We’ve been talking about your experiences growing up in Iran, but I’m wondering if your attraction to hardstyle is related to that same desire to push against cultural norms, even within the relatively free-spirited world of electronic music?
Absolutely—I am a firm believer in the idea of “Go hard or go home.” For me, the harder styles mimicked the rebellious fire in my soul, and it just felt right. I see electronic dance music as an experimentation of the limitations of sound, and for me, the harder styles really push the frequencies to their limits while still maintaining a melodic, trance-like component that pushes human emotions to new levels.
I started my DJ career playing hard house and hard trance, which then morphed into hardstyle. I play hardstyle because I love hardstyle, and for a woman in this industry, I think that is a requirement if you want to survive against all the odds. It’s a labor of love for me, made easier by my many “Faithful” fans that keep my spirits up and whose love has become a central component of my existence. My fans are what make it worth the pain and the struggle, and I appreciate them all—even the haters.
Speaking of which, how did the name Lady Faith come about, and what kind of meaning do you see it representing?

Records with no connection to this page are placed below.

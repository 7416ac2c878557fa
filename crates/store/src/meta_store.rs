//! Projection meta rows: cursor, phase, and ordering per consumer.

use chrono::{DateTime, TimeZone, Utc};
use sqlx::{Row, SqlitePool};

use mo_core::{EffectiveCursor, ProjectionOrdering, ProjectionPhase};

use crate::error::{map_sqlx_error, StoreError, StoreResult};

#[derive(Debug, Clone, PartialEq, Eq)]
pub struct ProjectionMetaRecord {
    pub projection_id: String,
    pub ordering: ProjectionOrdering,
    pub cursor: EffectiveCursor,
    pub last_commit_sequence: i64,
    pub phase: ProjectionPhase,
    pub updated_at: DateTime<Utc>,
}

impl ProjectionMetaRecord {
    /// Fresh meta for a projection that has never run.
    pub fn initial(projection_id: impl Into<String>, ordering: ProjectionOrdering) -> Self {
        Self {
            projection_id: projection_id.into(),
            ordering,
            cursor: EffectiveCursor::ZERO,
            last_commit_sequence: 0,
            phase: ProjectionPhase::Idle,
            updated_at: Utc::now(),
        }
    }
}

#[derive(Debug, Clone)]
pub struct ProjectionMetaStore {
    pool: SqlitePool,
}

impl ProjectionMetaStore {
    pub fn new(pool: SqlitePool) -> Self {
        Self { pool }
    }

    pub async fn upsert(&self, meta: &ProjectionMetaRecord) -> StoreResult<()> {
        sqlx::query(
            r#"
            INSERT INTO projection_meta (
                projection_id,
                ordering,
                last_global_seq,
                last_pending_commit_seq,
                last_commit_sequence,
                phase,
                updated_at
            )
            VALUES (?1, ?2, ?3, ?4, ?5, ?6, ?7)
            ON CONFLICT (projection_id)
            DO UPDATE SET
                ordering = excluded.ordering,
                last_global_seq = excluded.last_global_seq,
                last_pending_commit_seq = excluded.last_pending_commit_seq,
                last_commit_sequence = excluded.last_commit_sequence,
                phase = excluded.phase,
                updated_at = excluded.updated_at
            "#,
        )
        .bind(&meta.projection_id)
        .bind(meta.ordering.as_str())
        .bind(meta.cursor.global_sequence)
        .bind(meta.cursor.pending_commit_sequence)
        .bind(meta.last_commit_sequence)
        .bind(meta.phase.as_str())
        .bind(meta.updated_at.timestamp_millis())
        .execute(&self.pool)
        .await
        .map_err(|e| map_sqlx_error("projection_meta.upsert", e))?;

        Ok(())
    }

    pub async fn get(&self, projection_id: &str) -> StoreResult<Option<ProjectionMetaRecord>> {
        let row = sqlx::query(
            r#"
            SELECT projection_id,
                   ordering,
                   last_global_seq,
                   last_pending_commit_seq,
                   last_commit_sequence,
                   phase,
                   updated_at
            FROM projection_meta
            WHERE projection_id = ?1
            "#,
        )
        .bind(projection_id)
        .fetch_optional(&self.pool)
        .await
        .map_err(|e| map_sqlx_error("projection_meta.get", e))?;

        let Some(row) = row else {
            return Ok(None);
        };

        let corrupt = |msg: String| StoreError::CorruptRow(msg);

        let ordering: String = row
            .try_get("ordering")
            .map_err(|e| corrupt(format!("ordering: {e}")))?;
        let phase: String = row
            .try_get("phase")
            .map_err(|e| corrupt(format!("phase: {e}")))?;
        let updated_ms: i64 = row
            .try_get("updated_at")
            .map_err(|e| corrupt(format!("updated_at: {e}")))?;

        Ok(Some(ProjectionMetaRecord {
            projection_id: row
                .try_get("projection_id")
                .map_err(|e| corrupt(format!("projection_id: {e}")))?,
            ordering: ordering
                .parse()
                .map_err(|e| corrupt(format!("ordering: {e}")))?,
            cursor: EffectiveCursor::new(
                row.try_get("last_global_seq")
                    .map_err(|e| corrupt(format!("last_global_seq: {e}")))?,
                row.try_get("last_pending_commit_seq")
                    .map_err(|e| corrupt(format!("last_pending_commit_seq: {e}")))?,
            ),
            last_commit_sequence: row
                .try_get("last_commit_sequence")
                .map_err(|e| corrupt(format!("last_commit_sequence: {e}")))?,
            phase: phase.parse().map_err(|e| corrupt(format!("phase: {e}")))?,
            updated_at: Utc
                .timestamp_millis_opt(updated_ms)
                .single()
                .ok_or_else(|| corrupt(format!("updated_at out of range: {updated_ms}")))?,
        }))
    }

    /// Remove a projection's meta row (reset).
    pub async fn clear(&self, projection_id: &str) -> StoreResult<()> {
        sqlx::query(r#"DELETE FROM projection_meta WHERE projection_id = ?1"#)
            .bind(projection_id)
            .execute(&self.pool)
            .await
            .map_err(|e| map_sqlx_error("projection_meta.clear", e))?;
        Ok(())
    }

    /// Minimum `last_commit_sequence` across all projections, if any meta
    /// rows exist. The pruning floor.
    pub async fn min_commit_sequence(&self) -> StoreResult<Option<i64>> {
        let row = sqlx::query(r#"SELECT MIN(last_commit_sequence) AS floor FROM projection_meta"#)
            .fetch_one(&self.pool)
            .await
            .map_err(|e| map_sqlx_error("projection_meta.min_commit_sequence", e))?;

        row.try_get("floor")
            .map_err(|e| StoreError::CorruptRow(format!("floor: {e}")))
    }
}

#[cfg(test)]
mod tests {
    use super::*;
    use sqlx::sqlite::SqlitePoolOptions;

    use crate::schema::init_store_schema;

    #[tokio::test]
    async fn meta_lifecycle() {
        let pool = SqlitePoolOptions::new()
            .max_connections(1)
            .connect("sqlite::memory:")
            .await
            .unwrap();
        init_store_schema(&pool).await.unwrap();
        let store = ProjectionMetaStore::new(pool);

        assert!(store.get("goal_list").await.unwrap().is_none());
        assert_eq!(store.min_commit_sequence().await.unwrap(), None);

        let mut meta =
            ProjectionMetaRecord::initial("goal_list", ProjectionOrdering::EffectiveTotalOrder);
        meta.updated_at = Utc.timestamp_millis_opt(1_700_000_000_000).unwrap();
        store.upsert(&meta).await.unwrap();
        assert_eq!(store.get("goal_list").await.unwrap().unwrap(), meta);

        meta.cursor = EffectiveCursor::new(9, 3);
        meta.last_commit_sequence = 12;
        meta.phase = ProjectionPhase::Running;
        store.upsert(&meta).await.unwrap();
        assert_eq!(store.get("goal_list").await.unwrap().unwrap(), meta);

        let mut other =
            ProjectionMetaRecord::initial("goal_search", ProjectionOrdering::EffectiveTotalOrder);
        other.last_commit_sequence = 4;
        other.updated_at = Utc.timestamp_millis_opt(1_700_000_000_000).unwrap();
        store.upsert(&other).await.unwrap();
        assert_eq!(store.min_commit_sequence().await.unwrap(), Some(4));

        store.clear("goal_list").await.unwrap();
        assert!(store.get("goal_list").await.unwrap().is_none());
    }
}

“Faith” refers to my belief in myself. Without a strong faith, I would have never had the opportunity to be the DJ/producer I am today. I believed in myself, even when nobody else would. I can’t tell you how many people told me I would never make it; yet here I am, a nine-year veteran who—with the help of just one person, my long-term agent Leo Corson—has created something special. I can tell you that the music I am going to release in 2016 is by far the best of my career. It’s an exciting time for me and for the rapidly growing American hard dance scene.
The journey I have been on, ever since I made that fateful decision to become a performer, began in dirty underground warehouses and has grown so far since then. Hardstyle is now a standard part of the largest EDM events in America, and some of that change is a reflection of the hard work myself, the other amazing American hard dance DJs and Leo have done over the years. I am very proud that I was able to contribute to the growth of the scene, and I honestly believe that the most exciting part of the ride is still ahead of us.

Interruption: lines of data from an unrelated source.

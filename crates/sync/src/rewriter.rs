//! Pending version rewriter.
//!
//! When the server anchors a remote event at a version that pending local
//! events already occupy, those pending rows shift up by one. Each shifted
//! payload is re-encrypted so its AAD matches the new version; the
//! aggregate's snapshot is invalidated in the same transaction. This is
//! the only mutator of an existing row's version in the engine.

use tracing::{debug, instrument};

use mo_core::{binding, AggregateId, AggregateType};
use mo_keyring::KeyringManager;
use mo_store::{SqliteEventStore, VersionShift};

use crate::error::SyncResult;

/// What a rewrite did.
#[derive(Debug, Clone, Copy, PartialEq, Eq)]
pub struct RewriteOutcome {
    pub shifted_count: usize,
    pub old_max_version: u64,
    pub new_max_version: u64,
}

#[derive(Debug, Clone)]
pub struct PendingVersionRewriter {
    store: SqliteEventStore,
    keyring: KeyringManager,
}

impl PendingVersionRewriter {
    pub fn new(store: SqliteEventStore, keyring: KeyringManager) -> Self {
        Self { store, keyring }
    }

    /// Shift pending rows at `from_version` and above up by one.
    ///
    /// No-op unless a pending row actually occupies `from_version`; that
    /// check is what makes re-applying the same rewrite shift zero rows.
    /// Rows are re-encrypted highest-version-first and committed in a
    /// single transaction together with the snapshot invalidation.
    #[instrument(skip(self), fields(aggregate_id = %aggregate_id, from_version), err)]
    pub async fn rewrite_pending_versions(
        &self,
        aggregate_type: AggregateType,
        aggregate_id: &AggregateId,
        from_version: u64,
    ) -> SyncResult<RewriteOutcome> {
        let old_max_version = self.store.max_version(aggregate_type, aggregate_id).await?;

        let pending = self
            .store
            .pending_events_from(aggregate_type, aggregate_id, from_version)
            .await?;

        // Only an actual occupant of `from_version` constitutes a
        // conflict; anything else means the rewrite already happened.
        if !pending.iter().any(|row| row.version == from_version) {
            debug!("no pending row at from_version, nothing to shift");
            return Ok(RewriteOutcome {
                shifted_count: 0,
                old_max_version,
                new_max_version: old_max_version,
            });
        }

        let mut shifts = Vec::with_capacity(pending.len());
        for row in &pending {
            let dek = self.keyring.resolve_key_for_event(row).await?;

            let old_aad = binding::event_aad(aggregate_type, aggregate_id, row.version);
            let plain = mo_crypto::decrypt(&row.payload_encrypted, &dek, &old_aad)?;

            let new_version = row.version + 1;
            let new_aad = binding::event_aad(aggregate_type, aggregate_id, new_version);
            shifts.push(VersionShift {
                event_id: row.id,
                old_version: row.version,
                new_version,
                new_payload: mo_crypto::encrypt(&plain, &dek, &new_aad)?,
            });
        }

        // Highest version first (the pending query orders DESC), so the
        // unique constraint never collides mid-transaction.
        self.store.apply_version_shift(aggregate_id, shifts).await?;

        let new_max_version = self.store.max_version(aggregate_type, aggregate_id).await?;
        debug!(shifted = pending.len(), old_max_version, new_max_version, "shifted pending versions");

        Ok(RewriteOutcome {
            shifted_count: pending.len(),
            old_max_version,
            new_max_version,
        })
    }
}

Last but not least, if you could go back in time and visit your younger self in the days long before you left Iran, what would you say to her? What kind of advice would you give?
If we could only change the past, wouldn’t that be nice. The truth is that everything happens for a reason. If I had not followed the path I did, I may not be where I am today. The world is about balance. If you have a true desire to follow your dreams, expect a great deal of hardship along the path, but know that it is that very hardship that makes you the person you are when you finally get there. The key is perseverance and belief in yourself, even when it feels like it is you against the world. Hard work and dedication pays off eventually, and I am an example of that.
This has been really wonderful and insightful. Thanks for sharing your story with us!
Thank you very much, and I hope my story will be an inspiration to those who are interested in my history or are conflicted about their future. If I can go from wearing a hijab growing up in Iran to become an internationally respected female DJ/producer, then anything is possible with a little Faith in your heart.